Saved data entries
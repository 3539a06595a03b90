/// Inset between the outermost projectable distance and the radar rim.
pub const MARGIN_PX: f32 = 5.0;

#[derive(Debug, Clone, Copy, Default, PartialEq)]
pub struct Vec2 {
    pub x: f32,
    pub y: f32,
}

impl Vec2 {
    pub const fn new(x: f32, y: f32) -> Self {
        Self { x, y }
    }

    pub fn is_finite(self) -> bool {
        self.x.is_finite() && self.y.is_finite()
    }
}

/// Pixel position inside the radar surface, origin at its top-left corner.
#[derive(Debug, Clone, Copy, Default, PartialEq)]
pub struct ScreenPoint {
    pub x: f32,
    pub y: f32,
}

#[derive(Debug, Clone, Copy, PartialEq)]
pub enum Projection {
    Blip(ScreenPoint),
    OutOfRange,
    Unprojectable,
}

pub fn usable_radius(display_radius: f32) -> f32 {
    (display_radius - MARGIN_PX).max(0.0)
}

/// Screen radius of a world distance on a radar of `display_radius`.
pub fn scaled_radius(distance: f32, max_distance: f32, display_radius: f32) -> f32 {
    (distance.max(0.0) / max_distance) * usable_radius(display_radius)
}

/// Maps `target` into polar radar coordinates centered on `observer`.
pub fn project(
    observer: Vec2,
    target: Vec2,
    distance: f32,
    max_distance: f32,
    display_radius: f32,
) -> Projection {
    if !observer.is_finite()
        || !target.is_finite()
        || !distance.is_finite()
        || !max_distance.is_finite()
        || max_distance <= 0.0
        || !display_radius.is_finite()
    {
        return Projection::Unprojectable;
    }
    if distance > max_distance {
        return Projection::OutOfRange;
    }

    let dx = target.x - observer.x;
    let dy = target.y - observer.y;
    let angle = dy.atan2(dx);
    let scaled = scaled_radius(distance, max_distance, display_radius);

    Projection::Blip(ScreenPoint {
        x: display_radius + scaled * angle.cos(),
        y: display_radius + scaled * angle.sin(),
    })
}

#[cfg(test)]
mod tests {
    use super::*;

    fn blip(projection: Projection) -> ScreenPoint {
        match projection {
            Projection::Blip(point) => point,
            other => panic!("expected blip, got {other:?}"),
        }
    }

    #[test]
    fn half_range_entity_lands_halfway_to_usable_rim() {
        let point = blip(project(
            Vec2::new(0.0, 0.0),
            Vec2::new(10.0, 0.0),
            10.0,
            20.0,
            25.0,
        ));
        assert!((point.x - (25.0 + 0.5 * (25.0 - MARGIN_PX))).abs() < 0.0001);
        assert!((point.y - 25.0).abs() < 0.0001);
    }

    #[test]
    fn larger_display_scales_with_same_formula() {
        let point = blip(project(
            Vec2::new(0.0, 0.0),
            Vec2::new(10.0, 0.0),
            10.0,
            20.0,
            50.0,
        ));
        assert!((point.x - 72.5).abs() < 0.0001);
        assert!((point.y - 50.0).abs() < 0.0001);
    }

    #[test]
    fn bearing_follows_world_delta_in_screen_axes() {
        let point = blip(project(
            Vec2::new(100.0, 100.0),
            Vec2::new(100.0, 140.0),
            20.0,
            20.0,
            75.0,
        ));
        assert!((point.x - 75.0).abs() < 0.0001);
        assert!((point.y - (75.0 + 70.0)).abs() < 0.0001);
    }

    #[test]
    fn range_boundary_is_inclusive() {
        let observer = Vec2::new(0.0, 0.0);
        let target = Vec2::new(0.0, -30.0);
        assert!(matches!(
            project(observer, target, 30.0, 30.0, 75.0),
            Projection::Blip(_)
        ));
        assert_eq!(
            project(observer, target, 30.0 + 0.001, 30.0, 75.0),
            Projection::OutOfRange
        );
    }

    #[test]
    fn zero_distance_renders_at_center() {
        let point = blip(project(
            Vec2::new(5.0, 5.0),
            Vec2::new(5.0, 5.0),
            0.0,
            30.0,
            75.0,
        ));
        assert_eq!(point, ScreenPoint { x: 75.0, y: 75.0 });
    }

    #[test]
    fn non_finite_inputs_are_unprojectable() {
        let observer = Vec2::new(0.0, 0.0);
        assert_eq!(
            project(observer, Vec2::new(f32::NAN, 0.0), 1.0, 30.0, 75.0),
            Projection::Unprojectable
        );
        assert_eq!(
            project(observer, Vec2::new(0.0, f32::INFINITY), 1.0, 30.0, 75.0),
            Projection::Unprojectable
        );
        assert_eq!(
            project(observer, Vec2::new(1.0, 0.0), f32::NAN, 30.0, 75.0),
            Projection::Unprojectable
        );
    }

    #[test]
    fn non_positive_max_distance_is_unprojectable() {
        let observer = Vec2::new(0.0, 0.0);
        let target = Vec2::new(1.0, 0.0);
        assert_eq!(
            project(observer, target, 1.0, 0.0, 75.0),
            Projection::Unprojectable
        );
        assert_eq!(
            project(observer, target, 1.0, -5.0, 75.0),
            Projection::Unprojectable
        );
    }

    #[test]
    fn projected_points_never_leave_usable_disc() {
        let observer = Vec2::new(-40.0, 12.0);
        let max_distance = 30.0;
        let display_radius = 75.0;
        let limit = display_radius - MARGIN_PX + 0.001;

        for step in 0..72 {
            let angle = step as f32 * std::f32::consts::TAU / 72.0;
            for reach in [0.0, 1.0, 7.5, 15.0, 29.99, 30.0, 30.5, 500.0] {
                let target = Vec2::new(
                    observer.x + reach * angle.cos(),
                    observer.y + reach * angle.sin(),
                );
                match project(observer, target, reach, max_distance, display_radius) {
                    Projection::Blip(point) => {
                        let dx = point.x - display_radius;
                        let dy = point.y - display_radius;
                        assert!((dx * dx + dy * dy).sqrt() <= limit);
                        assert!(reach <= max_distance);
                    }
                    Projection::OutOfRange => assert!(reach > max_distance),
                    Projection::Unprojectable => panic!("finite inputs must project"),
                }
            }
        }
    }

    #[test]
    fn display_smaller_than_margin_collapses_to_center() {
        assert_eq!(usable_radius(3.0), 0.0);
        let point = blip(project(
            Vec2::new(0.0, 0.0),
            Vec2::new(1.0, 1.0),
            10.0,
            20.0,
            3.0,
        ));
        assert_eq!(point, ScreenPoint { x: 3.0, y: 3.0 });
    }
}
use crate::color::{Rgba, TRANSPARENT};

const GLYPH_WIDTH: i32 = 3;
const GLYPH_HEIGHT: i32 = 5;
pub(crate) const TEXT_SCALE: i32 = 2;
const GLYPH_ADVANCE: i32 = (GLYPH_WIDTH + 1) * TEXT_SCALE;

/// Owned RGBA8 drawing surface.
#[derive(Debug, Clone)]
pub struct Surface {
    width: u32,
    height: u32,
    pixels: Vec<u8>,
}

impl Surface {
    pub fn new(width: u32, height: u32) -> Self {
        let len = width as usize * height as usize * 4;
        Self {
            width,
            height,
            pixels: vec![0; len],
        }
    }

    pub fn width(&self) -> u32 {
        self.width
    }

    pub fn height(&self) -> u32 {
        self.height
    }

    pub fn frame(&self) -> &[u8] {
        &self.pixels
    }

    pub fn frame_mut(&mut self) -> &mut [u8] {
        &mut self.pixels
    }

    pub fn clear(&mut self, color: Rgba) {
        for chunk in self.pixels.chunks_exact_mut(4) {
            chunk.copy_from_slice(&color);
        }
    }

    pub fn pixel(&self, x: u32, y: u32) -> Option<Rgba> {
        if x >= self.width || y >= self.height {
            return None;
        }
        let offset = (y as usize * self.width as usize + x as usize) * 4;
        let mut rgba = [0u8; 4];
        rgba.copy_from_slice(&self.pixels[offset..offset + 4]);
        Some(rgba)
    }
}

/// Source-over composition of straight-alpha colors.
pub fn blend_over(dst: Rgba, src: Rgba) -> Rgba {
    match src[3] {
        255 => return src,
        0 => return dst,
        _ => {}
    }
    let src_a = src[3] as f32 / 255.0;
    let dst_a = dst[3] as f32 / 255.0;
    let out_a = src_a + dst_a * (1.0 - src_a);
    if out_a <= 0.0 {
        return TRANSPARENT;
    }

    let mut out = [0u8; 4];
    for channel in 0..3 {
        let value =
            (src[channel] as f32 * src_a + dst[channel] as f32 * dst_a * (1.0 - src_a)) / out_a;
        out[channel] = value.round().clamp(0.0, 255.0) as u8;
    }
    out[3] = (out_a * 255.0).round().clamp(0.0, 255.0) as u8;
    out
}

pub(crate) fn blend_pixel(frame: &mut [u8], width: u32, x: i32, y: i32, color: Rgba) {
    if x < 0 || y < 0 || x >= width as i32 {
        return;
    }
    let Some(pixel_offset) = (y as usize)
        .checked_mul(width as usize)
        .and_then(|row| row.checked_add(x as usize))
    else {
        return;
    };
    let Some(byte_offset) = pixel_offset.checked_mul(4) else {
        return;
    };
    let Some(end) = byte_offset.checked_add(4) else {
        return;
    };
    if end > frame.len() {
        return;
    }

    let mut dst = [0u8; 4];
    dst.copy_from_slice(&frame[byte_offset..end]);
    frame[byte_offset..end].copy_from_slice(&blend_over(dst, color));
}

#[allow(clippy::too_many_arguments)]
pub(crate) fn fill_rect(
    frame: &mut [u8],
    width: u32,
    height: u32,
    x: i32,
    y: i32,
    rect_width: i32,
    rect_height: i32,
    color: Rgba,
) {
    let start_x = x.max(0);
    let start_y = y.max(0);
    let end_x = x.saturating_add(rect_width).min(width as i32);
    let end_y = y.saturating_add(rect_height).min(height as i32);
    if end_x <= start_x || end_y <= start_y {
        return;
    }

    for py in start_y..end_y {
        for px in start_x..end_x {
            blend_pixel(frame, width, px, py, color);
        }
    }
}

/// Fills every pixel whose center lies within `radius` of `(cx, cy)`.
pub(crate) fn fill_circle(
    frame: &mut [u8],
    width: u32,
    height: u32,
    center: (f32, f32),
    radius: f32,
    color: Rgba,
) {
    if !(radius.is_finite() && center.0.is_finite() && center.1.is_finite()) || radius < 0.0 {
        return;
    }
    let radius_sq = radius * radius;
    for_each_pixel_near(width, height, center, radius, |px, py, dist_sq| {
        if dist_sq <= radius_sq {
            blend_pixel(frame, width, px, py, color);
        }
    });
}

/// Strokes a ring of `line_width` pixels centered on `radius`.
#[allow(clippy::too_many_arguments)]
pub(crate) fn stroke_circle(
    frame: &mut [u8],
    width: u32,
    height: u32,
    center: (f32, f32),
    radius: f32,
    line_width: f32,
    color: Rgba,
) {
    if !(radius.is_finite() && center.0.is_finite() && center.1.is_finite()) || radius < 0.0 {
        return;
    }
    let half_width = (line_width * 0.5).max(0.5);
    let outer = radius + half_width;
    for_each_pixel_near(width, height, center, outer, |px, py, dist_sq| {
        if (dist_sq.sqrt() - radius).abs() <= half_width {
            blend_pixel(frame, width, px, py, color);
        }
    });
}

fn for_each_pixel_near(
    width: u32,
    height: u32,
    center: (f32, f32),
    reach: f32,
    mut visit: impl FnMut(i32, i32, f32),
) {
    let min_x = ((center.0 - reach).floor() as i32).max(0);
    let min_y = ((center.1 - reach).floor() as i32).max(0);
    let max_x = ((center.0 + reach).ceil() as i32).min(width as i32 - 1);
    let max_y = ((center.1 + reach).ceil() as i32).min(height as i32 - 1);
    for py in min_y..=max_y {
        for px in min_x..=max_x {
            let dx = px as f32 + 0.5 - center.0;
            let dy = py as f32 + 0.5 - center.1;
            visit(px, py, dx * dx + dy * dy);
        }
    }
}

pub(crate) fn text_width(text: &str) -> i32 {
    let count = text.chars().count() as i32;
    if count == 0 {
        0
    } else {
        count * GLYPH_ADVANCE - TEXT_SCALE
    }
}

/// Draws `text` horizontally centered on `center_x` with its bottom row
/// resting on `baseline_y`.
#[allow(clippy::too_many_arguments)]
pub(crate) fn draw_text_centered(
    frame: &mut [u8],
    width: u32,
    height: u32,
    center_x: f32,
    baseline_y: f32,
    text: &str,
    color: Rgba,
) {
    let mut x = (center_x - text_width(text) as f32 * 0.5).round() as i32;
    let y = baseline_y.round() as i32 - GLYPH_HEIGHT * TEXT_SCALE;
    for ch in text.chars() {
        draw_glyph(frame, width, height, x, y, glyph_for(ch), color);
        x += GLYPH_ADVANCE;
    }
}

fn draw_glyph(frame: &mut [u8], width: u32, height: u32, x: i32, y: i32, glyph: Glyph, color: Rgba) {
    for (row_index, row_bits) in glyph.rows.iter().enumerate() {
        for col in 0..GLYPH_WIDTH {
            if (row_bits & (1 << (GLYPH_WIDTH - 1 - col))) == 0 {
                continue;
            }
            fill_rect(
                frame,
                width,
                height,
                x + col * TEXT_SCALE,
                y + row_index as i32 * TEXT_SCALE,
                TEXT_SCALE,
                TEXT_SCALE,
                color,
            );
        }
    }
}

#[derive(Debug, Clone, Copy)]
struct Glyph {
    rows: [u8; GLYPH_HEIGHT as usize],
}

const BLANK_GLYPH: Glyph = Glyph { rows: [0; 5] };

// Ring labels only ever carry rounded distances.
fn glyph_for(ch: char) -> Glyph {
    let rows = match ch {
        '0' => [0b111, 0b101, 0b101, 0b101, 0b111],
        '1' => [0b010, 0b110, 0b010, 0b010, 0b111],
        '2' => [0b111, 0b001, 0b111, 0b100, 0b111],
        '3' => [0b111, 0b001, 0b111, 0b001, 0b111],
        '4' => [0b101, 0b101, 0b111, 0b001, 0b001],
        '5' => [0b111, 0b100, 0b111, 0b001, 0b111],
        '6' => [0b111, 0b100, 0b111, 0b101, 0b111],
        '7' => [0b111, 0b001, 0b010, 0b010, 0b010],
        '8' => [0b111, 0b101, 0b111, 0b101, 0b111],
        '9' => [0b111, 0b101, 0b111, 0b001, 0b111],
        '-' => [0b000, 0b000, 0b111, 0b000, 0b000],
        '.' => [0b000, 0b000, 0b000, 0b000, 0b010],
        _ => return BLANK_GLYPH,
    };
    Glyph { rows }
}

Problem description → Copy out each line of the data that holds the string "TRANSPARENT".

Written answer →
use crate::color::{Rgba, TRANSPARENT};
        return TRANSPARENT;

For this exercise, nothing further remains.